I am accustomed to going to church in the morning. That works for me. This year will still do that. Next year I will get bumped to the afternoon schedule. Harrumph! Grumble! Drats! I get it that change is a part of life, and I get it that we live in a dynamic, evolving faith. But for crying out loud, this disruption of my routine seemed to serve no real point.
I was whining a bit to my husband about not looking forward to having to change schedules year after year. Just when we get ourselves adapted to an AFTERNOON way of worship, then it will switch again. Lamenting this fate, I said that I wished they would just assign us all a particular time and then STICK WITH IT. I wouldn't even care if I got put in the afternoon slot, which to my way of thinking is less desirable. I wanted something that would stick.
My husband is the kind of guy who does not question and does not complain when it comes to church matters. He accepts whatever comes down the pike with absolute trust and faith. Me, I question gravity. In the end I accept whatever it is that the prophet and the local leaders ask.
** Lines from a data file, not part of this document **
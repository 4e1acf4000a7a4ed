//! Shared application state for the datasource API server.
//!
//! [`AppState`] holds a handle on the event store, the settings handlers
//! need at request time, and the process-wide shutdown token that stops
//! push loops and the listener.

use std::sync::Arc;
use std::sync::atomic::{AtomicUsize, Ordering};
use std::time::Duration;

use jsonds_core::EventStore;
use jsonds_core::config::JsondsConfig;
use tokio_util::sync::CancellationToken;

/// Default pause between two pushes on the echo socket.
pub const DEFAULT_PUSH_INTERVAL: Duration = Duration::from_secs(3);

/// Default deadline for a single HTTP request.
pub const DEFAULT_REQUEST_TIMEOUT: Duration = Duration::from_secs(10);

/// Shared state for the Axum application.
///
/// Wrapped in [`Arc`] and injected via Axum's `State` extractor.
#[derive(Debug, Clone)]
pub struct AppState {
    /// The annotation event log.
    pub store: Arc<EventStore>,
    /// Pause between two pushes on one echo connection.
    pub push_interval: Duration,
    /// Deadline applied to every HTTP request.
    pub request_timeout: Duration,
    /// Process-wide shutdown signal.
    pub shutdown: CancellationToken,
    /// Number of echo connections whose push loop is still running.
    pub push_clients: Arc<AtomicUsize>,
}

impl AppState {
    /// Create state around `store` with default timings and a fresh token.
    pub fn new(store: Arc<EventStore>) -> Self {
        Self {
            store,
            push_interval: DEFAULT_PUSH_INTERVAL,
            request_timeout: DEFAULT_REQUEST_TIMEOUT,
            shutdown: CancellationToken::new(),
            push_clients: Arc::new(AtomicUsize::new(0)),
        }
    }

    /// Create state around `store` using the timings from `config`.
    pub fn from_config(
        store: Arc<EventStore>,
        config: &JsondsConfig,
        shutdown: CancellationToken,
    ) -> Self {
        Self {
            store,
            push_interval: config.push.interval(),
            request_timeout: config.server.request_timeout(),
            shutdown,
            push_clients: Arc::new(AtomicUsize::new(0)),
        }
    }

    /// Replace the push cadence.
    #[must_use]
    pub const fn with_push_interval(mut self, interval: Duration) -> Self {
        self.push_interval = interval;
        self
    }

    /// Replace the per-request deadline.
    #[must_use]
    pub const fn with_request_timeout(mut self, timeout: Duration) -> Self {
        self.request_timeout = timeout;
        self
    }

    /// Number of echo connections currently being pushed to.
    pub fn push_clients(&self) -> usize {
        self.push_clients.load(Ordering::Relaxed)
    }

    /// Replace the shutdown token.
    #[must_use]
    pub fn with_shutdown(mut self, shutdown: CancellationToken) -> Self {
        self.shutdown = shutdown;
        self
    }
}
But whether it is the suggestion to wear only one pair of earrings or shifts in how we conduct ourselves during temple ceremonies, I am forever speculating why things are done this way or that. Over the years my husband and I have had our share of interesting discussions from these two different approaches.
So when I was challenging the policy of alternating time schedules, my beloved patiently explained that the reason for this was to be fair to everyone who shared the building, so no one group got stuck with the early or the late shift. I balked. Disrupting lives is equity? I don't think so, I insisted. In EVERY ward there will be people who, like me, prefer mornings and others who would rather go in the afternoon. But does it serve anyone well - particularly families with young kids-to continually be changing the routine? Besides, I declared, if they REALLY did it out of "fairness" then EVERY ward should change times, even if there is only one ward in the building. He rolled his eyes and said I was just being silly. Maybe I was. But does the time change really make building use more "fair"?
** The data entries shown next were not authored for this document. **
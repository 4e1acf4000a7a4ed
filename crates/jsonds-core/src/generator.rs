//! Periodic background appender.
//!
//! The [`Generator`] appends one synthetic event stamped with the current
//! wall-clock time every period, for as long as the process runs. It stops
//! when the process-wide [`CancellationToken`] fires and never fails.
//!
//! The first event is appended one full period after the task starts, not
//! immediately.

use std::sync::Arc;
use std::time::Duration;

use chrono::Utc;
use tokio::task::JoinHandle;
use tokio::time::{Instant, MissedTickBehavior, interval_at};
use tokio_util::sync::CancellationToken;
use tracing::{debug, info};

use crate::store::EventStore;

/// Shortest period the generator will run with.
const MIN_PERIOD: Duration = Duration::from_millis(1);

/// Background task that grows the event log on a fixed period.
#[derive(Debug, Clone)]
pub struct Generator {
    store: Arc<EventStore>,
    period: Duration,
}

impl Generator {
    /// Create a generator appending to `store` every `period`.
    ///
    /// Periods shorter than one millisecond are raised to one millisecond.
    pub fn new(store: Arc<EventStore>, period: Duration) -> Self {
        Self {
            store,
            period: period.max(MIN_PERIOD),
        }
    }

    /// The effective period between two appends.
    pub const fn period(&self) -> Duration {
        self.period
    }

    /// Spawn the generator as a Tokio task.
    ///
    /// The task resolves to the number of events it appended once `cancel`
    /// fires.
    pub fn spawn(self, cancel: CancellationToken) -> JoinHandle<u64> {
        tokio::spawn(self.run(cancel))
    }

    /// Run the append loop until `cancel` fires.
    pub async fn run(self, cancel: CancellationToken) -> u64 {
        let start = Instant::now()
            .checked_add(self.period)
            .unwrap_or_else(Instant::now);
        let mut ticker = interval_at(start, self.period);
        ticker.set_missed_tick_behavior(MissedTickBehavior::Delay);

        info!(period_ms = self.period.as_millis(), "Event generator started");

        let mut appended: u64 = 0;
        loop {
            tokio::select! {
                biased;
                () = cancel.cancelled() => {
                    info!(appended, "Event generator stopped");
                    return appended;
                }
                _ = ticker.tick() => {
                    let event = self.store.append(Utc::now()).await;
                    appended = appended.saturating_add(1);
                    debug!(
                        index = event.sequence_index,
                        timestamp = event.timestamp,
                        "Generated event"
                    );
                }
            }
        }
    }
}

#[cfg(test)]
#[allow(clippy::unwrap_used)]
mod tests {
    use super::*;

    #[tokio::test(start_paused = true)]
    async fn appends_one_event_per_period() {
        let store = Arc::new(EventStore::new());
        let cancel = CancellationToken::new();
        let handle =
            Generator::new(Arc::clone(&store), Duration::from_secs(10)).spawn(cancel.clone());

        tokio::time::sleep(Duration::from_secs(35)).await;
        cancel.cancel();

        assert_eq!(handle.await.unwrap(), 3);
        assert_eq!(store.len().await, 3);
    }

    #[tokio::test(start_paused = true)]
    async fn first_event_waits_a_full_period() {
        let store = Arc::new(EventStore::new());
        let cancel = CancellationToken::new();
        let handle =
            Generator::new(Arc::clone(&store), Duration::from_secs(10)).spawn(cancel.clone());

        tokio::time::sleep(Duration::from_secs(9)).await;
        assert!(store.is_empty().await);

        cancel.cancel();
        assert_eq!(handle.await.unwrap(), 0);
    }

    #[tokio::test(start_paused = true)]
    async fn continues_the_store_counter() {
        let store = Arc::new(EventStore::new());
        crate::seeder::seed_now(&store, 4).await;

        let cancel = CancellationToken::new();
        let handle =
            Generator::new(Arc::clone(&store), Duration::from_secs(1)).spawn(cancel.clone());
        tokio::time::sleep(Duration::from_millis(2500)).await;
        cancel.cancel();
        handle.await.unwrap();

        let events = store.snapshot().await;
        assert_eq!(events.len(), 6);
        assert_eq!(events.last().map(|e| e.title.as_str()), Some("event 0005"));
    }

    #[tokio::test]
    async fn cancelled_before_start_appends_nothing() {
        let store = Arc::new(EventStore::new());
        let cancel = CancellationToken::new();
        cancel.cancel();

        let appended = Generator::new(Arc::clone(&store), Duration::from_millis(1))
            .run(cancel)
            .await;

        assert_eq!(appended, 0);
        assert!(store.is_empty().await);
    }

    #[test]
    fn zero_period_is_raised() {
        let generator = Generator::new(Arc::new(EventStore::new()), Duration::ZERO);
        assert_eq!(generator.period(), MIN_PERIOD);
    }
}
The reason I can accept it is that I know we are members of a GROWING, LIVING, CHANGING faith. In small ways and big ways I understand that "We believe all that God has revealed, all that He does now reveal, and we believe that He will yet reveal many great and important things pertaining to the Kingdom of God." (Article of Faith #9)
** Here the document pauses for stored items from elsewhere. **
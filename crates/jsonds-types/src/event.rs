//! The synthetic event record kept by the in-memory event log.

use chrono::{DateTime, Utc};
use serde::{Deserialize, Serialize};
use ts_rs::TS;

/// Tags attached to every synthetic event.
pub const EVENT_TAGS: &str = "atag btag ctag";

/// One synthetic occurrence in the event log.
///
/// Events are immutable once created. The sequence index is assigned by
/// the store at append time and is unique for the lifetime of the process.
#[derive(Debug, Clone, PartialEq, Eq, Serialize, Deserialize, TS)]
#[serde(rename_all = "camelCase")]
#[ts(export, export_to = "bindings/")]
pub struct Event {
    /// Position in the log's labelling sequence.
    #[ts(type = "number")]
    pub sequence_index: u64,
    /// Time of the event in milliseconds since the UNIX epoch.
    #[ts(type = "number")]
    pub timestamp: i64,
    /// Short title shown in the annotation tooltip.
    pub title: String,
    /// Longer description of the event.
    pub text: String,
    /// Space-separated tags.
    pub tags: String,
}

impl Event {
    /// Build the standard synthetic event for `index` occurring at `at`.
    pub fn synthetic(index: u64, at: DateTime<Utc>) -> Self {
        Self {
            sequence_index: index,
            timestamp: at.timestamp_millis(),
            title: format!("event {index:04}"),
            text: format!("text about the event {index:04}"),
            tags: String::from(EVENT_TAGS),
        }
    }
}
Still, I do not think this musical chairs time of meetings has anything to do with inspiration or revelation. I think it is tradition, and not one I appreciate. I accept there WILL be changes in my church. But for crying out loud, why do I have to keep getting used to a whole new Sabbath routine every year? Maybe I'm just whining because I don't want to give up my Sunday afternoon nap,
But what it did raise for me was the whole issue of splitting hairs between what parts of the LDS way of life are DOCTRINE and therefore NOT open for debate and what parts are simply TRADITION. We live in a world church. Jesus Christ is the Savior whether you are LDS in China or Chicago. Thomas B. Monson is the Prophet whether you are in Newark or the Netherlands. The Book of Mormon is True every bit as much in Ghana as it is in Kalamazoo. But there are some practices and policies and ways of doing things that I suspect have a lot more to do with cultural traditions than what God sees as the right way for us to live. Those are the areas where I have no qualms about challenging with questions. But how does one really tell which is which?
I am reminded of the the verse in the D& C that says:
"Wherefore, verily I say unto you that all things unto me are spiritual, and not at any time have I given unto you a law which was temporal neither any man, nor the children of men; neither Adam, your father, whom I created. " (D&C 29:34)
Maybe I should just put off the natural man and quit my whining.